There appears to be much overhead from the rest of your code, based on just timing the coefficient functions. I'd venture re-thinking it, and in particular generating only valid exponent sets, will go a long way in improving timing. As it stands, much of the boost in finding the coefficients is getting swamped in other overhead. By example, the two functions, over a range of 1 to 5 components, each with random powers between 2 and 5 for internal/external power, and a random exponent set of appropriate size. I gave up at six components - getCoeff finished in under a second, I aborted coeff after twenty minutes. At five components, getCoeff was ~2800 times faster... N.B. This had to be done with a Log scale so getCoeff would even show up on the plot: • yes, much cleaner (and faster!) :) I'll continue to look through the group theory stuff too, though not turned anything up yet that's too useful ... Feb 17, 2015 at 20:37
• @martin Spent some more time on this, frankly drawing blanks at this point - method I thought might be useful turns out not to be, so back to drawing board. Highly recommend pursuing the core question (fast coefficient determination given an exponent set since the latter can be generated easily). I'd venture there's someone there that might have the specific background to provide info or advise there's no real short-cut. I'll continue pondering...
– ciao
Feb 19, 2015 at 6:00
• ok - will follow up on MSE - will let you know if I get any joy over there. I have been looking at it & there certainly seems to be some sort of pattern, but it is eluding me for now too. Feb 19, 2015 at 9:36
• posted a question here, hope I haven't missed anything. Feb 19, 2015 at 10:20
• @martin See chat here, an idea that so far seems solid, not sure how practical, might lead to some revelation perhaps...
– ciao
Feb 20, 2015 at 6:00

Have managed to get sn improvement in the method given in the OP using rasher's reveltation in this chat session & Mr.Wizard's removeFrom

subs[num_, list_] :=
DeleteDuplicates[Sort[#] & /@ Select[Subsets[list], Total@# == num &]]

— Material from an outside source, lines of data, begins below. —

use super::{Track, TrackEvent, TrackMessage};
use crate::{
    ChunkError, TrackError,
    file::MetaEvent,
    message::{channel::ChannelVoiceMessage, system_exclusive::SysexEvent},
    reader::{Chunk, ReadResult, Reader, ReaderError, ReaderErrorKind, inv_data},
};
use alloc::vec::Vec;

/// Decodes the events of one track chunk.
///
/// Running status, absolute time and tempo all start over for every track.
pub(crate) struct TrackDecoder<'a> {
    reader: Reader<'a>,
    running_status: Option<u8>,
    absolute_time: u32,
    tempo: u32,
}

impl<'a> TrackDecoder<'a> {
    fn new(chunk: &Chunk<'a>) -> Self {
        Self {
            reader: chunk.reader(),
            running_status: None,
            absolute_time: 0,
            tempo: 0,
        }
    }

    /// Decode every event in `chunk`, which must already be known to be a track chunk.
    pub(crate) fn decode(chunk: Chunk<'a>) -> ReadResult<Track> {
        let mut decoder = Self::new(&chunk);
        let mut events = Vec::new();
        while !decoder.reader.is_at_end() {
            events.push(decoder.read_event()?);
        }

        let expected = chunk.declared_length();
        let consumed = decoder.reader.bytes_consumed();
        if consumed != expected as usize {
            return Err(ReaderError::new(
                decoder.reader.buffer_position(),
                ReaderErrorKind::chunk(ChunkError::TrackSizeMismatch {
                    expected,
                    actual: u32::try_from(consumed).unwrap_or(u32::MAX),
                }),
            ));
        }

        #[cfg(feature = "tracing")]
        tracing::trace!(
            events = events.len(),
            ticks = decoder.absolute_time,
            tempo = decoder.tempo,
            "decoded track"
        );

        Ok(Track::new(
            chunk.into_tag(),
            expected,
            decoder.absolute_time,
            decoder.tempo,
            events,
        ))
    }

    fn read_event(&mut self) -> ReadResult<TrackEvent> {
        let delta_time = self.reader.read_vlq()?;
        // wraps rather than fails for tracks longer than u32::MAX ticks
        self.absolute_time = self.absolute_time.wrapping_add(delta_time);

        let status = self.reader.read_u8()?;
        let message = match status {
            0xF0 | 0xF7 => {
                TrackMessage::SystemExclusive(SysexEvent::read(status, &mut self.reader)?)
            }
            0xFF => {
                let meta = MetaEvent::read(&mut self.reader)?;
                if let MetaEvent::SetTempo(tempo) = &meta {
                    self.tempo = tempo.micros_per_quarter_note();
                }
                TrackMessage::Meta(meta)
            }
            _ => TrackMessage::ChannelVoice(self.read_channel_voice(status)?),
        };

        Ok(TrackEvent::new(delta_time, self.absolute_time, message))
    }

    fn read_channel_voice(&mut self, byte: u8) -> ReadResult<ChannelVoiceMessage> {
        let status = if byte & 0x80 == 0 {
            // running status: the byte is the first data byte of the message
            let Some(status) = self.running_status else {
                return Err(inv_data(
                    &self.reader,
                    TrackError::RunningStatusUninitialized,
                ));
            };
            self.reader.rewind(1)?;
            status
        } else {
            self.running_status = Some(byte);
            byte
        };
        ChannelVoiceMessage::read(status, &mut self.reader)
    }
}

#[cfg(test)]
fn decode_track(payload: &[u8]) -> ReadResult<Track> {
    use alloc::string::String;
    let chunk = Chunk::new(String::from("MTrk"), payload.len() as u32, payload, 0);
    TrackDecoder::decode(chunk)
}

#[cfg(test)]
fn voice(event: &TrackEvent) -> &crate::message::channel::VoiceEvent {
    event
        .message()
        .channel_voice()
        .expect("expected a channel voice message")
        .event()
}

#[test]
fn running_status_reuses_previous_status() {
    use crate::message::channel::VoiceEvent;
    use pretty_assertions::assert_eq;

    let track = decode_track(&[0x00, 0x90, 60, 64, 0x00, 64, 0]).unwrap();
    assert_eq!(track.events().len(), 2);
    assert_eq!(
        voice(&track.events()[0]),
        &VoiceEvent::NoteOn {
            note: 60,
            velocity: 64
        }
    );
    assert_eq!(
        voice(&track.events()[1]),
        &VoiceEvent::NoteOff {
            note: 64,
            velocity: 0
        }
    );
}

#[test]
fn running_status_survives_meta_events() {
    use crate::message::channel::VoiceEvent;
    use pretty_assertions::assert_eq;

    let track = decode_track(&[
        0x00, 0xC3, 5, // program change, channel 3
        0x00, 0xFF, 0x01, 0x01, b'a', // text
        0x00, 7, // program change via running status
    ])
    .unwrap();
    let last = track.events()[2].message().channel_voice().unwrap();
    assert_eq!(last.channel(), 3);
    assert_eq!(last.event(), &VoiceEvent::ProgramChange { program: 7 });
}

#[test]
fn running_status_needs_a_status_byte() {
    use crate::ParseError;
    use pretty_assertions::assert_eq;

    let err = decode_track(&[0x00, 0x3C, 0x40]).unwrap_err();
    assert_eq!(
        err.parse_error(),
        Some(&ParseError::Track(TrackError::RunningStatusUninitialized))
    );
}

#[test]
fn absolute_time_is_prefix_sum() {
    use pretty_assertions::assert_eq;

    let track = decode_track(&[
        0x00, 0x90, 60, 100, // on
        0x60, 0x80, 60, 0, // off after 96
        0x81, 0x00, 0x90, 62, 100, // on after 128
        0x10, 62, 0, // off after 16, running status
        0x00, 0xFF, 0x2F, 0x00,
    ])
    .unwrap();

    let deltas: Vec<u32> = track.events().iter().map(TrackEvent::delta_time).collect();
    let absolute: Vec<u32> = track
        .events()
        .iter()
        .map(TrackEvent::absolute_time)
        .collect();
    assert_eq!(deltas, [0, 96, 128, 16, 0]);
    assert_eq!(absolute, [0, 96, 224, 240, 240]);
    assert_eq!(track.ticks_duration(), 240);
    assert!(track.end_of_track_present());
}

#[test]
fn last_tempo_wins() {
    use pretty_assertions::assert_eq;

    let track = decode_track(&[
        0x00, 0xFF, 0x51, 0x03, 0x07, 0xA1, 0x20, // 500_000
        0x00, 0xFF, 0x51, 0x03, 0x0F, 0x42, 0x40, // 1_000_000
    ])
    .unwrap();
    assert_eq!(track.tempo(), 1_000_000);

    let track = decode_track(&[0x00, 0xFF, 0x2F, 0x00]).unwrap();
    assert_eq!(track.tempo(), 0);
}

#[test]
fn sysex_events_are_classified() {
    use crate::message::system_exclusive::SysexKind;
    use pretty_assertions::assert_eq;

    let track = decode_track(&[
        0x00, 0xF0, 0x03, 0x43, 0x12, 0xF7, // complete message
        0x00, 0xF7, 0x02, 0x01, 0x02, // escape
    ])
    .unwrap();
    let kinds: Vec<SysexKind> = track
        .events()
        .iter()
        .filter_map(|e| e.message().system_exclusive())
        .map(SysexEvent::kind)
        .collect();
    assert_eq!(kinds, [SysexKind::Message, SysexKind::Escape]);
}

#[test]
fn undefined_status_is_rejected() {
    use crate::ParseError;
    use pretty_assertions::assert_eq;

    let err = decode_track(&[0x00, 0xF4, 0x00]).unwrap_err();
    assert_eq!(
        err.parse_error(),
        Some(&ParseError::Track(TrackError::InvalidMidiEventType(0xF4)))
    );
}

#[test]
fn truncated_event_is_out_of_bounds() {
    assert!(decode_track(&[0x00, 0x90, 60]).unwrap_err().is_out_of_bounds());
    assert!(decode_track(&[0x81]).unwrap_err().is_out_of_bounds());
    assert!(
        decode_track(&[0x00, 0xFF, 0x01, 0x05, b'a'])
            .unwrap_err()
            .is_out_of_bounds()
    );
}

#[test]
fn declared_size_must_match_consumed() {
    use crate::ParseError;
    use alloc::string::String;
    use pretty_assertions::assert_eq;

    let payload = [0x00, 0xFF, 0x2F, 0x00];
    let chunk = Chunk::new(String::from("MTrk"), 5, &payload, 0);
    let err = TrackDecoder::decode(chunk).unwrap_err();
    assert_eq!(
        err.parse_error(),
        Some(&ParseError::Chunk(ChunkError::TrackSizeMismatch {
            expected: 5,
            actual: 4
        }))
    );
}

#[test]
fn empty_track() {
    use pretty_assertions::assert_eq;
    let track = decode_track(&[]).unwrap();
    assert!(track.events().is_empty());
    assert_eq!(track.ticks_duration(), 0);
    assert!(!track.end_of_track_present());
}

removeFrom[b_List, a_List] := Module[{f}, f[_] = 0;
(f[#] = -#2) & @@@ Tally[a];
Pick[b, UnitStep[f[#]++ & /@ b], 1]]

coeff[list1_, list2_] := With[{cc = subs[#, list1] & /@ list2},
With[{df =
DeleteCases[
If[removeFrom[Sort@list1, Sort@Flatten@#] == {}, #,
0] & /@ (Tuples[cc]), 0]},
Total[Times @@ # & /@
Table[With[{ff =
Join[{Flatten[Split[#] & /@ df[[nn]], 1],
Join[{list1},
Most@(removeFrom[list1, #] & /@
Table[Flatten[
Take[Flatten[Split[#] & /@ df[[nn]], 1], n]], {n,
Length@Flatten[Split[#] & /@ df[[nn]], 1]}])]}]},
Table[
Binomial[Count[ff[[2, m]], First@ff[[1, m]]],
Length[ff[[1, m]]]], {m,
Length@Flatten[Split[#] & /@ df[[nn]], 1]}]], {nn,
Length@df}]]]]

aZ2[omega_] :=
Module[{aa = Table[n, {n, 100}],
bb = Table[
Plus @@ (Take[ToExpression[CharacterRange["a", "z"]], omega]^
n), {n, omega}],
cc = Reverse@(Flatten[#] & /@ (DeleteDuplicates[#] & /@
Part[#] & /@ (Split[#] & /@ (Reverse@
Flatten[#] & /@ (Split[#] & /@
IntegerPartitions@omega))))),
dd = Reverse@
Table[Length[#] & /@ ((Split[#] & /@ (Reverse@
Flatten[#] & /@ (Split[#] & /@
IntegerPartitions@omega)))[[n]]), {n,
Length@IntegerPartitions@omega}]},
Table[{aa[[Part[#] & /@ cc[[n]]]], (Part[#] & /@ dd[[n]])}, {n,
Length@dd}]]

partialONk[omega_] :=
With[{list2 =
Table[Flatten[
Join[Table[#[], {xx, #[]}]] & /@
Transpose@(Reverse@aZ2[omega])[[yy]]], {yy,
Length@aZ2[omega]}]},
Table[With[{list1 = list2[[zz]]},
coeff[list1, #] & /@ list2], {zz, Length@list2}]]

partialONk


which can calculate partialONk without too much trouble (though timing is not great). The code could certainly benefit from some optimizing though!